Gözyaşları yüzlerini yıkıyor, 14-15 yaşındaki kuzuları PKK tarafından kaçırılan anneler.
Ellerinde çocuklarının fotoğrafları, yüzlerinde kararlı bir ifadeyle Diyarbakır Büyükşehir Belediyesi önünde oturuyor ve çocuklarını almadan şuradan şuraya gitmeyeceklerini söylüyorlar.
Kararlılıkları da haklılıkları kadar etkileyici.
Endişe ve özlem yüklü olsa da bu eylem, çözüm sürecinin sağladığı güven ortamını, gelecek umudunu ve sivillerin örgüte karşı kazandığı özgüveni de gösteriyor.
Evlatları dağa inançla ya da zorla çıkarılmış on binlerce anne yıllarca kuytularda ağladı çünkü. Artık meydanlara çıkıyor ve “yeter ciğerim yanıyor, çocuğumu ver!” diyebiliyorlar.
Belediye önünde oturmaları da boşuna değil. PKK’ya karşı ilk eylemi yapan anne, çocuğunun BDP’li belediye tarafından düzenlenen pikniğe katıldığını ve oradan dağa çıkarıldığını söylemiş, isabet kaydeden bu tepki üzerine çocuk ailesine teslim edilmişti.
Şimdi aynı çağrıyı, sayıları 10’u bulan çocukların aileleri 10 günden fazladır yapıyor ama durumun doğru algılandığını ve sorumluluk alındığını gösteren herhangi bir yankı gelmiş değil.
“Çocuklarınızın dağa çıkmasından gurur duymalısınız” gibi, her açıdan sorunlu bir açıklama dışında sadece Altan Tan “reşit olmayan çocuklar iade edilmeli” demiş. İyi de demiş ama malum, örgütle organik bağı olmayan, partinin eklektik isimlerindendir Tan.

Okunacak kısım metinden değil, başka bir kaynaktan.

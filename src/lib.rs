//! # Plumb - typed request binding for HTTP handlers
//!
//! Plumb turns strongly-typed business functions into HTTP handlers. A
//! handler binds its arguments from the URL (path values and query
//! string), decodes its input from a JSON body, calls the function and
//! writes the result, or the error, as JSON.
//!
//! ## Flow
//!
//! ```text
//! request ─▶ adapter ─▶ Bind (path/query ─▶ Args)
//!                    ─▶ JSON body ─▶ In
//!                    ─▶ f(ctx, In, Args) ─▶ Result<Out, E>
//!                    ─▶ 200 Out | 400 {"error"} | 500 {"error"}
//! ```
//!
//! ## Usage
//!
//! ```rust,no_run
//! use plumb::prelude::*;
//!
//! #[derive(Bind)]
//! struct GetJob {
//!     #[bind("pk,path,required")]
//!     pk: i64,
//!     #[bind("verbose")]
//!     verbose: bool,
//! }
//!
//! #[derive(serde::Serialize)]
//! struct Job {
//!     pk: i64,
//!     verbose: bool,
//! }
//!
//! async fn get_job(_ctx: Context, args: GetJob) -> Result<Job, Error> {
//!     Ok(Job { pk: args.pk, verbose: args.verbose })
//! }
//!
//! #[tokio::main]
//! async fn main() -> Result<(), Box<dyn std::error::Error + Send + Sync>> {
//!     let logger = Logger::dev();
//!     let router = Router::new().get("/jobs/{pk}", with_args_output(&logger, get_job));
//!
//!     Server::new(ServerConfig::default(), router, logger).run().await
//! }
//! ```
//!
//! ## Status codes
//!
//! - `200`: the function succeeded; the body is its output, or `{"ok":true}`.
//! - `400`: binding, body decoding, or a function returning [`Error`].
//! - `500`: any other error returned by the function.

extern crate self as plumb;

pub mod bind;
pub mod error;
pub mod handler;
pub mod http;
pub mod logger;
pub mod runtime;
pub mod yaml;

/// Re-export commonly used types.
pub mod prelude {
    pub use crate::bind::{Bind, UriRef};
    pub use crate::error::{BoxError, Error, ErrorKind};
    pub use crate::handler::{
        handle, with, with_args, with_args_output, with_input, with_input_args,
        with_input_output, with_output, with_request, Context, Handler,
    };
    pub use crate::http::{Method, Request, Response, StatusCode};
    pub use crate::logger::Logger;
    pub use crate::runtime::{Router, Server, ServerConfig};
    pub use plumb_macro::Bind;
}

// Re-export for convenience
pub use bind::Bind;
pub use error::{BoxError, Error, ErrorKind};
pub use handler::{Context, Handler};
pub use http::{Request, Response};
pub use logger::Logger;
pub use plumb_macro::Bind;
pub use runtime::{Router, Server, ServerConfig};
//! HTTP server driving a [`Router`].

use crate::handler::{write_error, write_json, ErrorBody, Handler};
use crate::http::{Method, Request, Response, StatusCode};
use crate::logger::Logger;
use crate::runtime::router::{Lookup, Router};
use crate::runtime::ServerConfig;
use bytes::Bytes;
use http_body_util::{BodyExt, Full, LengthLimitError, Limited};
use hyper::body::Incoming;
use hyper::server::conn::http1;
use hyper::service::service_fn;
use hyper_util::rt::TokioIo;
use std::collections::HashMap;
use std::convert::Infallible;
use std::net::SocketAddr;
use std::sync::Arc;
use tokio::net::TcpListener;
use tracing::{debug, error, info, warn};

/// HTTP/1 server dispatching requests to the handlers of a [`Router`].
///
/// Each connection is served on its own task; requests share nothing but
/// the router and the logger.
pub struct Server {
    config: ServerConfig,
    router: Arc<Router>,
    logger: Logger,
}

impl Server {
    /// Create a new server.
    pub fn new(config: ServerConfig, router: Router, logger: Logger) -> Self {
        Self {
            config,
            router: Arc::new(router),
            logger,
        }
    }

    /// Serve requests until accepting a connection fails.
    pub async fn run(self) -> Result<(), Box<dyn std::error::Error + Send + Sync>> {
        let addr: SocketAddr = self.config.bind_addr().parse()?;
        let listener = TcpListener::bind(addr).await?;

        self.logger
            .in_scope(|| info!("Server listening on {}", addr));

        self.serve(listener).await
    }

    /// Serve requests from an already bound listener.
    pub async fn serve(
        self,
        listener: TcpListener,
    ) -> Result<(), Box<dyn std::error::Error + Send + Sync>> {
        let router = self.router.clone();
        let max_body_size = self.config.max_body_size;

        loop {
            let (stream, remote_addr) = listener.accept().await?;
            let io = TokioIo::new(stream);

            let router = router.clone();
            let connection = async move {
                let service = service_fn(move |req| {
                    let router = router.clone();
                    async move {
                        Ok::<_, Infallible>(
                            handle_request(req, router, max_body_size, remote_addr).await,
                        )
                    }
                });

                if let Err(err) = http1::Builder::new().serve_connection(io, service).await {
                    error!("Error serving connection: {:?}", err);
                }
            };

            tokio::task::spawn(self.logger.instrument(connection));
        }
    }
}

/// Handle an incoming HTTP request.
async fn handle_request(
    req: hyper::Request<Incoming>,
    router: Arc<Router>,
    max_body_size: usize,
    remote_addr: SocketAddr,
) -> hyper::Response<Full<Bytes>> {
    debug!("Handling request: {} {} from {}", req.method(), req.uri(), remote_addr);

    let Some(method) = Method::from_hyper(req.method()) else {
        return build_response(error_response(StatusCode::METHOD_NOT_ALLOWED, "method not allowed"));
    };

    let (handler, params) = match router.find(method, req.uri().path()) {
        Lookup::Found { handler, params } => (handler, params),
        Lookup::Invalid(err) => return build_response(write_error(&err)),
        Lookup::MethodNotAllowed => {
            return build_response(error_response(
                StatusCode::METHOD_NOT_ALLOWED,
                "method not allowed",
            ))
        }
        Lookup::NotFound => {
            return build_response(error_response(StatusCode::NOT_FOUND, "not found"))
        }
    };

    let request = match convert_request(req, method, params, max_body_size).await {
        Ok(request) => request,
        Err(response) => return build_response(response),
    };

    build_response(handler.call(request).await)
}

fn error_response(status: StatusCode, message: &str) -> Response {
    write_json(
        status,
        &ErrorBody {
            error: message.to_string(),
        },
    )
}

/// Convert a hyper request into a [`Request`], reading the whole body.
async fn convert_request(
    req: hyper::Request<Incoming>,
    method: Method,
    path_params: HashMap<String, String>,
    max_body_size: usize,
) -> Result<Request, Response> {
    let (parts, body) = req.into_parts();

    let mut headers = HashMap::new();
    for (name, value) in &parts.headers {
        if let Ok(v) = value.to_str() {
            headers.insert(name.as_str().to_string(), v.to_string());
        }
    }

    let body = match Limited::new(body, max_body_size).collect().await {
        Ok(collected) => collected.to_bytes(),
        Err(err) if err.is::<LengthLimitError>() => {
            warn!("Request body exceeds {} bytes", max_body_size);
            return Err(error_response(
                StatusCode::PAYLOAD_TOO_LARGE,
                "request body too large",
            ));
        }
        Err(err) => {
            warn!("Failed to read request body: {}", err);
            return Err(error_response(
                StatusCode::BAD_REQUEST,
                "failed to read request body",
            ));
        }
    };

    Ok(Request {
        method,
        path: parts.uri.path().to_string(),
        query: parts.uri.query().map(str::to_string),
        headers,
        body,
        path_params,
    })
}

/// Build a hyper response from a [`Response`].
fn build_response(response: Response) -> hyper::Response<Full<Bytes>> {
    let status = hyper::StatusCode::from_u16(response.status.0).unwrap_or_else(|_| {
        warn!(
            "Invalid status code {}, falling back to 500 Internal Server Error",
            response.status.0
        );
        hyper::StatusCode::INTERNAL_SERVER_ERROR
    });

    let mut built = hyper::Response::new(Full::new(response.body.unwrap_or_default()));
    *built.status_mut() = status;

    for (name, value) in response.headers {
        match (
            hyper::header::HeaderName::from_bytes(name.as_bytes()),
            hyper::header::HeaderValue::from_str(&value),
        ) {
            (Ok(name), Ok(value)) => {
                built.headers_mut().insert(name, value);
            }
            _ => warn!("Dropping invalid response header {}", name),
        }
    }

    built
}
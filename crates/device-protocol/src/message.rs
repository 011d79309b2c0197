//! WRP envelope types.

use std::collections::BTreeMap;

use serde::{Deserialize, Serialize};

/// WRP message type, carried on the wire as its integer code.
#[derive(Debug, Clone, Copy, PartialEq, Eq, Hash, Serialize, Deserialize)]
#[serde(from = "i64", into = "i64")]
pub enum MessageType {
    Auth,
    SimpleRequestResponse,
    SimpleEvent,
    Create,
    Retrieve,
    Update,
    Delete,
    ServiceRegistration,
    ServiceAlive,
    /// A code this implementation does not know about, kept verbatim so a
    /// relayed envelope re-encodes unchanged.
    Unknown(i64),
}

/// Code of the WRP "unknown message type", used when `msg_type` is absent.
pub const UNKNOWN_MESSAGE_TYPE: i64 = 11;

impl Default for MessageType {
    fn default() -> Self {
        MessageType::Unknown(UNKNOWN_MESSAGE_TYPE)
    }
}

impl MessageType {
    pub fn code(self) -> i64 {
        match self {
            MessageType::Auth => 2,
            MessageType::SimpleRequestResponse => 3,
            MessageType::SimpleEvent => 4,
            MessageType::Create => 5,
            MessageType::Retrieve => 6,
            MessageType::Update => 7,
            MessageType::Delete => 8,
            MessageType::ServiceRegistration => 9,
            MessageType::ServiceAlive => 10,
            MessageType::Unknown(code) => code,
        }
    }
}

impl From<i64> for MessageType {
    fn from(code: i64) -> Self {
        match code {
            2 => MessageType::Auth,
            3 => MessageType::SimpleRequestResponse,
            4 => MessageType::SimpleEvent,
            5 => MessageType::Create,
            6 => MessageType::Retrieve,
            7 => MessageType::Update,
            8 => MessageType::Delete,
            9 => MessageType::ServiceRegistration,
            10 => MessageType::ServiceAlive,
            other => MessageType::Unknown(other),
        }
    }
}

impl From<MessageType> for i64 {
    fn from(t: MessageType) -> Self {
        t.code()
    }
}

/// A WRP envelope.
///
/// Field names on the wire follow the backend's MessagePack schema
/// (`dest`, `transaction_uuid`, `rdr`, ...).  Empty optional fields are
/// omitted when encoding and defaulted when decoding; unknown keys are
/// ignored so newer backends can add fields.
#[derive(Debug, Clone, PartialEq, Eq, Default, Serialize, Deserialize)]
pub struct Message {
    #[serde(rename = "msg_type", default)]
    pub msg_type: MessageType,

    #[serde(default, skip_serializing_if = "String::is_empty")]
    pub source: String,

    /// Destination address; handler patterns are matched against this.
    #[serde(rename = "dest", default, skip_serializing_if = "String::is_empty")]
    pub destination: String,

    #[serde(default, skip_serializing_if = "String::is_empty")]
    pub transaction_uuid: String,

    #[serde(default, skip_serializing_if = "String::is_empty")]
    pub content_type: String,

    #[serde(default, skip_serializing_if = "String::is_empty")]
    pub accept: String,

    #[serde(default, skip_serializing_if = "Option::is_none")]
    pub status: Option<i64>,

    /// Request-delivery-response code.
    #[serde(rename = "rdr", default, skip_serializing_if = "Option::is_none")]
    pub request_delivery_response: Option<i64>,

    #[serde(default, skip_serializing_if = "Vec::is_empty")]
    pub headers: Vec<String>,

    #[serde(default, skip_serializing_if = "BTreeMap::is_empty")]
    pub metadata: BTreeMap<String, String>,

    #[serde(default, skip_serializing_if = "Vec::is_empty")]
    pub spans: Vec<Vec<String>>,

    #[serde(default, skip_serializing_if = "Option::is_none")]
    pub include_spans: Option<bool>,

    #[serde(default, skip_serializing_if = "String::is_empty")]
    pub path: String,

    #[serde(default, with = "serde_bytes", skip_serializing_if = "Vec::is_empty")]
    pub payload: Vec<u8>,

    #[serde(default, skip_serializing_if = "String::is_empty")]
    pub service_name: String,

    #[serde(default, skip_serializing_if = "String::is_empty")]
    pub url: String,

    #[serde(default, skip_serializing_if = "Vec::is_empty")]
    pub partner_ids: Vec<String>,

    #[serde(default, skip_serializing_if = "String::is_empty")]
    pub session_id: String,
}

impl Message {
    /// A fire-and-forget event from `source` to `destination`.
    pub fn simple_event(
        source: impl Into<String>,
        destination: impl Into<String>,
        payload: impl Into<Vec<u8>>,
    ) -> Self {
        Self {
            msg_type: MessageType::SimpleEvent,
            source: source.into(),
            destination: destination.into(),
            payload: payload.into(),
            ..Default::default()
        }
    }

    /// A request expecting a response; a fresh transaction id is generated.
    pub fn request(
        source: impl Into<String>,
        destination: impl Into<String>,
        payload: impl Into<Vec<u8>>,
    ) -> Self {
        Self {
            msg_type: MessageType::SimpleRequestResponse,
            source: source.into(),
            destination: destination.into(),
            transaction_uuid: uuid::Uuid::new_v4().to_string(),
            payload: payload.into(),
            ..Default::default()
        }
    }

    /// Build the response to this request: source and destination swap,
    /// the transaction id is carried over.
    pub fn response(&self, payload: impl Into<Vec<u8>>) -> Self {
        Self {
            msg_type: MessageType::SimpleRequestResponse,
            source: self.destination.clone(),
            destination: self.source.clone(),
            transaction_uuid: self.transaction_uuid.clone(),
            content_type: self.content_type.clone(),
            payload: payload.into(),
            ..Default::default()
        }
    }

    pub fn with_content_type(mut self, content_type: impl Into<String>) -> Self {
        self.content_type = content_type.into();
        self
    }
}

PKK-HDP çizgisindeki Kürt siyasi hareketinin o geniş kadrosundan ise tık yok.
Sormak hakkımız
Gençlerin değil silahların toprağa gömüleceği sürecin nihayetinde, dağdakiler de evlerine dönebilsinler diye çabalarken herkes, yaşanan bu saçmalık, bu vurdumduymazlık da neyin nesi?
PKK asker, mühendis, işçi kaçırdığında Kürt siyasilerinin harekete geçirdiği o iade mekanizması neden şimdi işletilmiyor?
Böyle bir konuda iradesinden bahsedilemeyecek yaştaki çocukları geri çevirmeyip dağ kadrosuna dahil etmek süreci terörize edecek yanlış bir tutum değil midir?
Çözüm arayışları sürerken daha, erken bir dönemde “silahlı mücadele dönemi kapanmıştır” diyen, partisi, Barzani’nin tarihi Diyarbakır ziyaretini bir tür kıskançlık krizine çevirirken kendisi inisiyatif alıp Başbakan’ı hakkıyla karşılayan Osman Baydemir şimdi nerededir? DTK’nın başına geçeceği konuşulurken üstelik?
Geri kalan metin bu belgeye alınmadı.